The prevalence of obesity is increasing in nowadays societies and, despite being a multifactorial disease, it has a significant correlation with food intake. The control of food intake is performed by neurons of the arcuate nucleus of the hypothalamus (ARC), which secret orexigenic and anorexigenic neuropeptides, such as proopiomelanocortin (POMC), under stimulation of, e.g., ghrelin, insulin, and leptin. Insulin, uses inositol 1,4,5-trisphosphate/serine-threonine kinase (IP3/Akt) pathways and stimulates the exclusion of (Forkhead box protein O1) FOXO1 from the nucleus and thereby does the inactivation of the inhibition of POMC expression, while Leptin stimulates signal transducer and activator of transcription 3 (STAT3) phosphorylation and POMC expression. Epigenetic modifications of the synthesis of these neuropeptides can lead to an increased caloric intake, which, in turn, is an important risk factor for obesity and its comorbidities. Epigenetic modifications are reversible, so the search for epigenetic targets has significant scientific and therapeutic appeal. In this review, we synthesize the effect of food intake on the epigenetic modifications of Neuropeptide Y and Pro-opiomelanocortin of ARC and its relationships with obesity development and comorbidities. We found that there is no consensus on the methylation of neuropeptides when the evaluations are carried out in different promoters. Based on reports carried on in the early life in laboratory animals, which is the timeline that the vast majority of author used to study this topic, chronic inflammation, defects in insulin and leptin signaling may be linked to changes occurring in the phosphoinositide 3-kinase/Akt (PI3K/Akt) and/or STAT3/SOCS3 (cytokine signaling 3) pathways. In its turn, the epigenetic modifications related to increased food intake and reduced energy expenditure may be associated with PI3K/Akt and STAT3/SOCS3 signaling disruption and Pro-opiomelanocortin expression.
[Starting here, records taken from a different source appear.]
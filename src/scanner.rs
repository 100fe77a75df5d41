use crate::preview;
use crate::types::{OUTPUT_FILENAME, ReportEntry};
use chrono::{DateTime, Local};
use std::fs;
use std::io;
use std::path::Path;
use walkdir::WalkDir;

/// Lists report files in `dir`: names ending in `.html` (any case), minus
/// `index.html` (any case) and the generator's own output file. Order comes
/// from the underlying directory listing and carries no meaning; callers
/// impose their own.
pub fn list_report_files(dir: &Path) -> io::Result<Vec<String>> {
    let mut names = Vec::new();

    for entry in WalkDir::new(dir).min_depth(1).max_depth(1) {
        let entry = entry.map_err(io::Error::from)?;
        if !entry.file_type().is_file() {
            continue;
        }

        let name = entry.file_name().to_string_lossy().to_string();
        if is_report_file(&name) {
            names.push(name);
        } else {
            log::debug!("skipping {name}");
        }
    }

    Ok(names)
}

fn is_report_file(name: &str) -> bool {
    let lower = name.to_lowercase();
    lower.ends_with(".html") && lower != "index.html" && name != OUTPUT_FILENAME
}

/// Reads every report file in `dir` and derives its preview, returning
/// entries sorted newest-modified-first. Any unreadable file aborts the
/// whole scan; there is no per-file recovery.
pub fn scan_reports(dir: &Path) -> io::Result<Vec<ReportEntry>> {
    let mut entries = Vec::new();

    for name in list_report_files(dir)? {
        let path = dir.join(&name);
        let metadata = fs::metadata(&path)?;
        let modified: DateTime<Local> = metadata.modified()?.into();
        let content = String::from_utf8_lossy(&fs::read(&path)?).into_owned();

        entries.push(ReportEntry {
            name,
            modified,
            preview: preview::extract_preview(&content),
        });
    }

    // Newest first; name breaks mtime ties so repeated runs over an
    // unchanged directory produce byte-identical output.
    entries.sort_by(|a, b| b.modified.cmp(&a.modified).then_with(|| a.name.cmp(&b.name)));

    Ok(entries)
}
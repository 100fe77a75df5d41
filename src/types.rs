use chrono::{DateTime, Local};

/// Name of the generated listing page, written into the scanned directory
/// and regenerated in full on every run.
pub const OUTPUT_FILENAME: &str = "index.generated.html";

/// One discovered report file, held in memory for the duration of a run.
#[derive(Debug, Clone)]
pub struct ReportEntry {
    pub name: String,
    pub modified: DateTime<Local>,
    pub preview: String,
}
如今,肥胖的患病率正在上升,尽管肥胖是一种多因素疾病,但它与食物摄入有显著的相关性。食物摄入的控制是由下丘脑弓状核(ARC)的神经元完成的,这些神经元在胃饥饿素、胰岛素和瘦素等刺激下分泌食欲肽和厌食肽,如前阿黑皮素原(POMC)。胰岛素利用肌醇 1,4,5-三磷酸/丝氨酸-苏氨酸激酶(IP3/Akt)途径,刺激叉头框蛋白 O1(FOXO1)从核内排出,从而使 POMC 表达的抑制作用失活,而瘦素刺激信号转导和转录激活因子 3(STAT3)磷酸化和 POMC 表达。这些神经肽合成的表观遗传修饰可导致热量摄入增加,而热量摄入增加是肥胖及其合并症的重要危险因素。表观遗传修饰是可逆的,因此寻找表观遗传靶点具有重要的科学和治疗吸引力。在这篇综述中,我们综合了食物摄入对 ARC 中神经肽 Y 和 Pro-opiomelanocortin 的表观遗传修饰及其与肥胖发展和合并症的关系的影响。我们发现,当在不同启动子中进行评估时,神经肽的甲基化没有共识。基于实验室动物早期生命的报告,这是绝大多数作者用于研究这一课题的时间线,慢性炎症、胰岛素和瘦素信号缺陷可能与发生在磷酸肌醇 3-激酶/ Akt(PI3K/Akt)和/或 STAT3/SOCS3(细胞因子信号 3)途径中的变化有关。反过来,与食物摄入增加和能量消耗减少相关的表观遗传修饰可能与 PI3K/Akt 和 STAT3/SOCS3 信号中断和 Pro-opiomelanocortin 表达有关。